Dataset items —
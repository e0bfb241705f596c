use serde::{Deserialize, Serialize};
use std::path::{Path, PathBuf};

use super::platform;

#[derive(Debug, Clone, Default, Serialize, Deserialize)]
pub struct Config {
    #[serde(default)]
    pub player: PlayerConfig,
    #[serde(default)]
    pub metadata: MetadataConfig,
    #[serde(default)]
    pub display: DisplayConfig,
    #[serde(default)]
    pub history: HistoryConfig,
    #[serde(default)]
    pub logging: LoggingConfig,
}

/// External player launch and control settings.
#[derive(Debug, Clone, Serialize, Deserialize)]
pub struct PlayerConfig {
    /// Explicit path to the mpv binary; searched beside the exe and on PATH when unset.
    #[serde(default)]
    pub binary: Option<PathBuf>,
    #[serde(default = "default_volume")]
    pub default_volume: u8,
    #[serde(default = "default_volume_step")]
    pub volume_step: u8,
    #[serde(default = "default_demuxer_max_bytes")]
    pub demuxer_max_bytes: String,
    #[serde(default = "default_audio_buffer_secs")]
    pub audio_buffer_secs: f32,
    #[serde(default = "default_start_timeout_ms")]
    pub start_timeout_ms: u64,
    #[serde(default = "default_stop_timeout_ms")]
    pub stop_timeout_ms: u64,
}

/// In-band metadata and statistics polling.
#[derive(Debug, Clone, Serialize, Deserialize)]
pub struct MetadataConfig {
    #[serde(default = "default_request_timeout_secs")]
    pub request_timeout_secs: u64,
    #[serde(default = "default_retry_backoff_secs")]
    pub retry_backoff_secs: u64,
    #[serde(default = "default_user_agent")]
    pub user_agent: String,
    #[serde(default = "default_stats_interval_secs")]
    pub stats_interval_secs: u64,
    #[serde(default = "default_stats_warmup_secs")]
    pub stats_warmup_secs: u64,
}

#[derive(Debug, Clone, Serialize, Deserialize)]
pub struct DisplayConfig {
    /// Force the plain line-oriented surface even on a capable terminal.
    #[serde(default)]
    pub plain: bool,
    #[serde(default = "default_true")]
    pub notifications: bool,
    #[serde(default = "default_frame_ms")]
    pub frame_ms: u64,
    #[serde(default = "default_timer_ms")]
    pub timer_ms: u64,
}

#[derive(Debug, Clone, Serialize, Deserialize)]
pub struct HistoryConfig {
    #[serde(default)]
    pub enabled: bool,
    #[serde(default = "default_history_path")]
    pub path: PathBuf,
}

#[derive(Debug, Clone, Serialize, Deserialize)]
pub struct LoggingConfig {
    #[serde(default = "default_true")]
    pub enabled: bool,
    #[serde(default = "default_log_filter")]
    pub filter: String,
}

impl Default for PlayerConfig {
    fn default() -> Self {
        Self {
            binary: None,
            default_volume: default_volume(),
            volume_step: default_volume_step(),
            demuxer_max_bytes: default_demuxer_max_bytes(),
            audio_buffer_secs: default_audio_buffer_secs(),
            start_timeout_ms: default_start_timeout_ms(),
            stop_timeout_ms: default_stop_timeout_ms(),
        }
    }
}

impl Default for MetadataConfig {
    fn default() -> Self {
        Self {
            request_timeout_secs: default_request_timeout_secs(),
            retry_backoff_secs: default_retry_backoff_secs(),
            user_agent: default_user_agent(),
            stats_interval_secs: default_stats_interval_secs(),
            stats_warmup_secs: default_stats_warmup_secs(),
        }
    }
}

impl Default for DisplayConfig {
    fn default() -> Self {
        Self {
            plain: false,
            notifications: true,
            frame_ms: default_frame_ms(),
            timer_ms: default_timer_ms(),
        }
    }
}

impl Default for HistoryConfig {
    fn default() -> Self {
        Self {
            enabled: false,
            path: default_history_path(),
        }
    }
}

impl Default for LoggingConfig {
    fn default() -> Self {
        Self {
            enabled: true,
            filter: default_log_filter(),
        }
    }
}

fn default_true() -> bool {
    true
}

fn default_volume() -> u8 {
    50
}

fn default_volume_step() -> u8 {
    5
}

fn default_demuxer_max_bytes() -> String {
    "1M".to_string()
}

fn default_audio_buffer_secs() -> f32 {
    0.1
}

fn default_start_timeout_ms() -> u64 {
    2000
}

fn default_stop_timeout_ms() -> u64 {
    2000
}

fn default_request_timeout_secs() -> u64 {
    3
}

fn default_retry_backoff_secs() -> u64 {
    2
}

fn default_user_agent() -> String {
    format!("radio-m3u/{}", env!("CARGO_PKG_VERSION"))
}

fn default_stats_interval_secs() -> u64 {
    2
}

fn default_stats_warmup_secs() -> u64 {
    3
}

fn default_frame_ms() -> u64 {
    100
}

fn default_timer_ms() -> u64 {
    1000
}

fn default_history_path() -> PathBuf {
    platform::data_dir().join("history.tsv")
}

fn default_log_filter() -> String {
    "info".to_string()
}

impl Config {
    /// Load the user config, writing a default file on first run.
    pub fn load() -> anyhow::Result<Self> {
        let config_path = Self::config_path();

        if !config_path.exists() {
            let config = Self::default();
            config.save_to(&config_path)?;
            return Ok(config);
        }

        Self::load_from(&config_path)
    }

    pub fn load_from(path: &Path) -> anyhow::Result<Self> {
        let content = std::fs::read_to_string(path)?;
        let config: Self = toml::from_str(&content)?;
        Ok(config)
    }

    pub fn save_to(&self, path: &Path) -> anyhow::Result<()> {
        if let Some(parent) = path.parent() {
            std::fs::create_dir_all(parent)?;
        }
        let content = toml::to_string_pretty(self)?;
        std::fs::write(path, content)?;
        Ok(())
    }

    pub fn config_path() -> PathBuf {
        platform::config_dir().join("config.toml")
    }
}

TASK DESCRIPTION — Reproduce the entries above in full, exactly as they read.

TASK RESPONSE —
repository e0bfb241705f596c
use serde::{Deserialize, Serialize};
use std::path::{Path, PathBuf};

use super::platform;

#[derive(Debug, Clone, Default, Serialize, Deserialize)]
pub struct Config {
    #[serde(default)]
    pub player: PlayerConfig,
    #[serde(default)]
    pub metadata: MetadataConfig,
    #[serde(default)]
    pub display: DisplayConfig,
    #[serde(default)]
    pub history: HistoryConfig,
    #[serde(default)]
    pub logging: LoggingConfig,
}

/// External player launch and control settings.
#[derive(Debug, Clone, Serialize, Deserialize)]
pub struct PlayerConfig {
    /// Explicit path to the mpv binary; searched beside the exe and on PATH when unset.
    #[serde(default)]
    pub binary: Option<PathBuf>,
    #[serde(default = "default_volume")]
    pub default_volume: u8,
    #[serde(default = "default_volume_step")]
    pub volume_step: u8,
    #[serde(default = "default_demuxer_max_bytes")]
    pub demuxer_max_bytes: String,
    #[serde(default = "default_audio_buffer_secs")]
    pub audio_buffer_secs: f32,
    #[serde(default = "default_start_timeout_ms")]
    pub start_timeout_ms: u64,
    #[serde(default = "default_stop_timeout_ms")]
    pub stop_timeout_ms: u64,
}

/// In-band metadata and statistics polling.
#[derive(Debug, Clone, Serialize, Deserialize)]
pub struct MetadataConfig {
    #[serde(default = "default_request_timeout_secs")]
    pub request_timeout_secs: u64,
    #[serde(default = "default_retry_backoff_secs")]
    pub retry_backoff_secs: u64,
    #[serde(default = "default_user_agent")]
    pub user_agent: String,
    #[serde(default = "default_stats_interval_secs")]
    pub stats_interval_secs: u64,
    #[serde(default = "default_stats_warmup_secs")]
    pub stats_warmup_secs: u64,
}

#[derive(Debug, Clone, Serialize, Deserialize)]
pub struct DisplayConfig {
    /// Force the plain line-oriented surface even on a capable terminal.
    #[serde(default)]
    pub plain: bool,
    #[serde(default = "default_true")]
    pub notifications: bool,
    #[serde(default = "default_frame_ms")]
    pub frame_ms: u64,
    #[serde(default = "default_timer_ms")]
    pub timer_ms: u64,
}

#[derive(Debug, Clone, Serialize, Deserialize)]
pub struct HistoryConfig {
    #[serde(default)]
    pub enabled: bool,
    #[serde(default = "default_history_path")]
    pub path: PathBuf,
}

#[derive(Debug, Clone, Serialize, Deserialize)]
pub struct LoggingConfig {
    #[serde(default = "default_true")]
    pub enabled: bool,
    #[serde(default = "default_log_filter")]
    pub filter: String,
}

impl Default for PlayerConfig {
    fn default() -> Self {
        Self {
            binary: None,
            default_volume: default_volume(),
            volume_step: default_volume_step(),
            demuxer_max_bytes: default_demuxer_max_bytes(),
            audio_buffer_secs: default_audio_buffer_secs(),
            start_timeout_ms: default_start_timeout_ms(),
            stop_timeout_ms: default_stop_timeout_ms(),
        }
    }
}

impl Default for MetadataConfig {
    fn default() -> Self {
        Self {
            request_timeout_secs: default_request_timeout_secs(),
            retry_backoff_secs: default_retry_backoff_secs(),
            user_agent: default_user_agent(),
            stats_interval_secs: default_stats_interval_secs(),
            stats_warmup_secs: default_stats_warmup_secs(),
        }
    }
}

impl Default for DisplayConfig {
    fn default() -> Self {
        Self {
            plain: false,
            notifications: true,
            frame_ms: default_frame_ms(),
            timer_ms: default_timer_ms(),
        }
    }
}

impl Default for HistoryConfig {
    fn default() -> Self {
        Self {
            enabled: false,
            path: default_history_path(),
        }
    }
}

impl Default for LoggingConfig {
    fn default() -> Self {
        Self {
            enabled: true,
            filter: default_log_filter(),
        }
    }
}

fn default_true() -> bool {
    true
}

fn default_volume() -> u8 {
    50
}

fn default_volume_step() -> u8 {
    5
}

fn default_demuxer_max_bytes() -> String {
    "1M".to_string()
}

fn default_audio_buffer_secs() -> f32 {
    0.1
}

fn default_start_timeout_ms() -> u64 {
    2000
}

fn default_stop_timeout_ms() -> u64 {
    2000
}

fn default_request_timeout_secs() -> u64 {
    3
}

fn default_retry_backoff_secs() -> u64 {
    2
}

fn default_user_agent() -> String {
    format!("radio-m3u/{}", env!("CARGO_PKG_VERSION"))
}

fn default_stats_interval_secs() -> u64 {
    2
}

fn default_stats_warmup_secs() -> u64 {
    3
}

fn default_frame_ms() -> u64 {
    100
}

fn default_timer_ms() -> u64 {
    1000
}

fn default_history_path() -> PathBuf {
    platform::data_dir().join("history.tsv")
}

fn default_log_filter() -> String {
    "info".to_string()
}

impl Config {
    /// Load the user config, writing a default file on first run.
    pub fn load() -> anyhow::Result<Self> {
        let config_path = Self::config_path();

        if !config_path.exists() {
            let config = Self::default();
            config.save_to(&config_path)?;
            return Ok(config);
        }

        Self::load_from(&config_path)
    }

    pub fn load_from(path: &Path) -> anyhow::Result<Self> {
        let content = std::fs::read_to_string(path)?;
        let config: Self = toml::from_str(&content)?;
        Ok(config)
    }

    pub fn save_to(&self, path: &Path) -> anyhow::Result<()> {
        if let Some(parent) = path.parent() {
            std::fs::create_dir_all(parent)?;
        }
        let content = toml::to_string_pretty(self)?;
        std::fs::write(path, content)?;
        Ok(())
    }

    pub fn config_path() -> PathBuf {
        platform::config_dir().join("config.toml")
    }
}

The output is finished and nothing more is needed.